Sunday, August 9, 2009

Here We Go...

Round 1: Depression strikes...

Just when I thought I had everything under control... in walks depression, takes me by the throat, and leaves me gasping for air.

Haven't I struggled enough? Haven't I fought hard enough for the little sanity I have left? Or so I thought...

The tricky thing about depression is that just when it leaves you and you think you have an edge over it, you think you have mastered and conquered it... it comes back to haunt you. It comes back to threaten your recovery, to stint your accomplishments, to disable you from progressing.

I hate depression.

And yet, I love it.

I love it because it does not define who I am but rather how I feel. When I know how I feel, I can predict my behaviors... and others can, too.

When I'm depressed, I can justify sleeping for days. After all, sleeping seems to be the only thing that helps me pass the time until the depression minimizes or subsides.

A list of things that do not work as effectively as sleep:

Praying
Eating
Reading
Watching TV
Studying
Exercising
Playing Games
Listening to Music
Photography
Talking
Thinking
Creative Writing

All of which are efforts to be commended... because at best, when you are severely depressed, you are lucky if you can get out of bed, let alone dress yourself. Sometimes, I cannot even imagine feeding myself, or writing my own name, let alone talking to someone about how I feel.
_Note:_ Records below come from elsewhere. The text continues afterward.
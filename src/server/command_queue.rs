//! Room command serializer.
//!
//! Subscribe/unsubscribe commands from every connection go through one bounded
//! FIFO channel drained by a single worker, so room membership is mutated by
//! exactly one command at a time, in arrival order.

use actix::Addr;
use log::{debug, error, info};
use tokio::sync::mpsc;

use crate::config::command_queue::COMMAND_QUEUE_CAPACITY;
use crate::server::error::EngineError;
use crate::server::events::{CommandResult, GameMessage, ResultKind, ResultStatus, ServerEvent};
use crate::server::game_session::GameSessionManager;
use crate::server::game_session::messages::ListSessions;
use crate::server::presence::PresenceServer;
use crate::server::presence::messages::{JoinRoom, LeaveRoom, SendToUser};
use crate::server::types::{RoomId, UserId};

#[derive(Debug, Clone, Copy, PartialEq, Eq)]
pub enum RoomAction {
    Subscribe,
    Unsubscribe,
}

impl RoomAction {
    fn result_kind(self) -> ResultKind {
        match self {
            RoomAction::Subscribe => ResultKind::Subscribe,
            RoomAction::Unsubscribe => ResultKind::Unsubscribe,
        }
    }
}

#[derive(Debug, Clone, PartialEq)]
pub struct RoomCommand {
    pub user_id: UserId,
    pub action: RoomAction,
    /// Channel type as sent by the client, echoed in the acknowledgement.
    pub kind: String,
    pub room: Option<RoomId>,
    pub room_id: Option<u64>,
    /// Rejected upstream: acknowledged as an error without being applied.
    pub failed: bool,
}

impl RoomCommand {
    pub fn new(user_id: impl Into<UserId>, action: RoomAction, kind: impl Into<String>, room: RoomId) -> Self {
        let room_id = match &room {
            RoomId::ChatRoom(id) => Some(*id),
            RoomId::GameRoom(id) => Some(id.0),
            _ => None,
        };
        Self {
            user_id: user_id.into(),
            action,
            kind: kind.into(),
            room: Some(room),
            room_id,
            failed: false,
        }
    }

    pub fn rejected(
        user_id: impl Into<UserId>,
        action: RoomAction,
        kind: impl Into<String>,
        room_id: Option<u64>,
    ) -> Self {
        Self {
            user_id: user_id.into(),
            action,
            kind: kind.into(),
            room: None,
            room_id,
            failed: true,
        }
    }

    fn ack(&self, status: ResultStatus) -> CommandResult {
        let result = CommandResult::new(status).kind(self.kind.clone());
        match self.room_id {
            Some(id) => result.room(id),
            None => result,
        }
    }
}

#[derive(Debug, Clone, PartialEq, Eq, thiserror::Error)]
pub enum SubmitError {
    #[error("Room command queue is full")]
    Full,
    #[error("Room command worker has stopped")]
    Closed,
}

/// Handle used by connections to enqueue room commands. Cheap to clone.
#[derive(Clone)]
pub struct CommandSerializer {
    tx: mpsc::Sender<RoomCommand>,
}

impl CommandSerializer {
    /// Spawn the worker on the current arbiter and return the submission handle.
    pub fn start(presence: Addr<PresenceServer>, game_sessions: Addr<GameSessionManager>) -> Self {
        Self::with_capacity(COMMAND_QUEUE_CAPACITY, presence, game_sessions)
    }

    pub fn with_capacity(
        capacity: usize,
        presence: Addr<PresenceServer>,
        game_sessions: Addr<GameSessionManager>,
    ) -> Self {
        let (tx, rx) = mpsc::channel(capacity);
        actix::spawn(run_worker(rx, RoomWorker { presence, game_sessions }));
        info!("[CommandQueue] Worker started (capacity {})", capacity);
        Self { tx }
    }

    /// Enqueue without waiting.
    pub fn submit(&self, command: RoomCommand) -> Result<(), SubmitError> {
        self.tx.try_send(command).map_err(|e| match e {
            mpsc::error::TrySendError::Full(_) => SubmitError::Full,
            mpsc::error::TrySendError::Closed(_) => SubmitError::Closed,
        })
    }
}

struct RoomWorker {
    presence: Addr<PresenceServer>,
    game_sessions: Addr<GameSessionManager>,
}

impl RoomWorker {
    async fn apply(&self, command: &RoomCommand) -> Result<(), EngineError> {
        let room = command
            .room
            .clone()
            .ok_or_else(|| EngineError::validation("Unknown room"))?;
        match command.action {
            RoomAction::Subscribe => {
                let joined = self
                    .presence
                    .send(JoinRoom { user_id: command.user_id.clone(), room: room.clone() })
                    .await?;
                if !joined {
                    debug!("[CommandQueue] {} already listens on {}", command.user_id, room);
                }
                if room == RoomId::GameRoomList {
                    let list = self.game_sessions.send(ListSessions).await?;
                    self.presence.do_send(SendToUser {
                        user_id: command.user_id.clone(),
                        event: ServerEvent::message(GameMessage::GameRoomList { list }),
                    });
                }
            }
            RoomAction::Unsubscribe => {
                self.presence
                    .send(LeaveRoom { user_id: command.user_id.clone(), room })
                    .await?;
            }
        }
        Ok(())
    }

    fn acknowledge(&self, command: &RoomCommand, result: CommandResult) {
        self.presence.do_send(SendToUser {
            user_id: command.user_id.clone(),
            event: command.action.result_kind().event(result),
        });
    }
}

async fn run_worker(mut rx: mpsc::Receiver<RoomCommand>, worker: RoomWorker) {
    while let Some(command) = rx.recv().await {
        if command.failed {
            debug!("[CommandQueue] Skipping rejected {:?} from {}", command.action, command.user_id);
            worker.acknowledge(&command, command.ack(ResultStatus::Error));
            continue;
        }
        match worker.apply(&command).await {
            Ok(()) => worker.acknowledge(&command, command.ack(ResultStatus::Approved)),
            Err(e) => {
                error!("[CommandQueue] {:?} {} for {} failed: {}", command.action, command.kind, command.user_id, e);
                worker.acknowledge(&command, command.ack(e.status()).detail(e.public_detail()));
            }
        }
    }
    info!("[CommandQueue] Worker stopped");
}

#[cfg(test)]
mod tests {
    use super::*;
    use actix::Actor;
    use std::sync::Arc;

    use crate::server::presence::messages::{FetchMembers, Register};
    use crate::server::presence::registry::Connection;
    use crate::server::test_support::{collector, drain, settle};
    use crate::store::MemoryStore;

    fn start() -> (Addr<PresenceServer>, Addr<GameSessionManager>) {
        let store = Arc::new(MemoryStore::new());
        let presence = PresenceServer::new(store.clone()).start();
        let sessions = GameSessionManager::new(presence.clone(), store).start();
        (presence, sessions)
    }

    #[actix::test]
    async fn acknowledges_in_submission_order_and_skips_rejected() {
        let (presence, sessions) = start();
        let (rx, events) = collector();
        presence.send(Register { connection: Connection::new("alice", rx) }).await.unwrap().unwrap();
        let commands = CommandSerializer::start(presence.clone(), sessions);

        let sub = RoomAction::Subscribe;
        commands.submit(RoomCommand::new("alice", sub, "gameRoomList", RoomId::GameRoomList)).unwrap();
        commands.submit(RoomCommand::new("alice", sub, "gameInvitation", RoomId::GameInvitation)).unwrap();
        commands.submit(RoomCommand::rejected("alice", sub, "chatRoom", Some(3))).unwrap();
        commands
            .submit(RoomCommand::new("alice", RoomAction::Unsubscribe, "gameInvitation", RoomId::GameInvitation))
            .unwrap();
        settle().await;

        let acks: Vec<(ResultKind, ResultStatus, Option<String>)> = drain(&events)
            .into_iter()
            .filter_map(|e| match e {
                ServerEvent::SubscribeResult(r) => Some((ResultKind::Subscribe, r.status, r.kind)),
                ServerEvent::UnsubscribeResult(r) => Some((ResultKind::Unsubscribe, r.status, r.kind)),
                _ => None,
            })
            .collect();
        assert_eq!(
            acks,
            vec![
                (ResultKind::Subscribe, ResultStatus::Approved, Some("gameRoomList".to_string())),
                (ResultKind::Subscribe, ResultStatus::Approved, Some("gameInvitation".to_string())),
                (ResultKind::Subscribe, ResultStatus::Error, Some("chatRoom".to_string())),
                (ResultKind::Unsubscribe, ResultStatus::Approved, Some("gameInvitation".to_string())),
            ]
        );
        assert_eq!(presence.send(FetchMembers { room: RoomId::GameRoomList }).await.unwrap(), vec!["alice".to_string()]);
        assert!(presence.send(FetchMembers { room: RoomId::GameInvitation }).await.unwrap().is_empty());
        assert!(presence.send(FetchMembers { room: RoomId::ChatRoom(3) }).await.unwrap().is_empty());
    }

    #[actix::test]
    async fn room_list_subscription_sends_current_list_first() {
        let (presence, sessions) = start();
        let (rx, events) = collector();
        presence.send(Register { connection: Connection::new("bob", rx) }).await.unwrap().unwrap();
        let commands = CommandSerializer::start(presence, sessions);

        commands
            .submit(RoomCommand::new("bob", RoomAction::Subscribe, "gameRoomList", RoomId::GameRoomList))
            .unwrap();
        settle().await;

        let events = drain(&events);
        assert_eq!(events.len(), 2);
        assert_eq!(events[0], ServerEvent::message(GameMessage::GameRoomList { list: vec![] }));
        assert!(matches!(&events[1], ServerEvent::SubscribeResult(r) if r.status == ResultStatus::Approved));
    }

    #[actix::test]
    async fn full_queue_refuses_submission() {
        let (presence, sessions) = start();
        let commands = CommandSerializer::with_capacity(1, presence, sessions);
        let command = RoomCommand::new("carol", RoomAction::Subscribe, "dmList", RoomId::DmList);

        // The worker has not been polled yet: the second command finds the channel full.
        commands.submit(command.clone()).unwrap();
        assert_eq!(commands.submit(command), Err(SubmitError::Full));
    }

    #[test]
    fn game_room_commands_echo_their_id() {
        let command = RoomCommand::new(
            "dave",
            RoomAction::Subscribe,
            "gameRoom",
            RoomId::game(crate::server::types::SessionId(12)),
        );
        assert_eq!(command.room_id, Some(12));
        assert_eq!(command.ack(ResultStatus::Approved).room_id, Some(12));
    }
}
When I'm depressed, I don't even know how I'm feeling; I cannot even describe it to you. At the very point when I am feeling the most depressed, you wouldn't even know it, because I'm incapable of telling you this. I'm merely hoping that you can sense it.

A lot of people do not understand that. There are people who think that you should know when you are sad and you should know what is making you depressed. That it's only logical to know these things. Bullshit. Sometimes, I do not even know I'm alive. Sometimes, I feel dead...when I'm depressed.

Then you have your garden variety of people who think that if you are clinically depressed you wouldn't be able to comprehend that you are, let alone when you are. Bullshit. I wish you could be me for one day. You would experience more severe ups and downs in that single day than you will in most people's lifetimes.

I'm a rapid cycling bipolar... you just never know when things are gonna take a turn for the worse... or better? Hours, minutes, even seconds separate my mood swings and, Honey, they can be as severe as Illinois' weather irregularities this Summer.

When I'm depressed the only thing that digs me out of it is the simple thought that I cannot imagine living one more day feeling the way I do. I feel suicidal, yes, but not in the literal sense.

It all boils down to this simple fact: there are things in my life that are good (positive), and I want them to live on and increase, and also there are things in my life that are bad (negative), and I want them to die or decrease. If the person housing these things is dead, does any of it matter anymore? No. Therefore, suicide is not the answer. Killing off the good AND the bad just does not work. No, it is the bad that must go.

Now, I start to see that there are things I must do to make the good things increase and the bad things decrease. This is where I begin devising my plans for the future. In turn, I am literally revising a plan for my life filled with hope.

YES! This is what I've needed all along... hope! A light at the end of the tunnel. Something worth living for, a goal worth working toward.

This is my favorite part, because for one moment, between the depression and the mania, I am at rest in the middle of two extremes: content that I have hope for a better future and unaware that I am so far away from reaching these goals.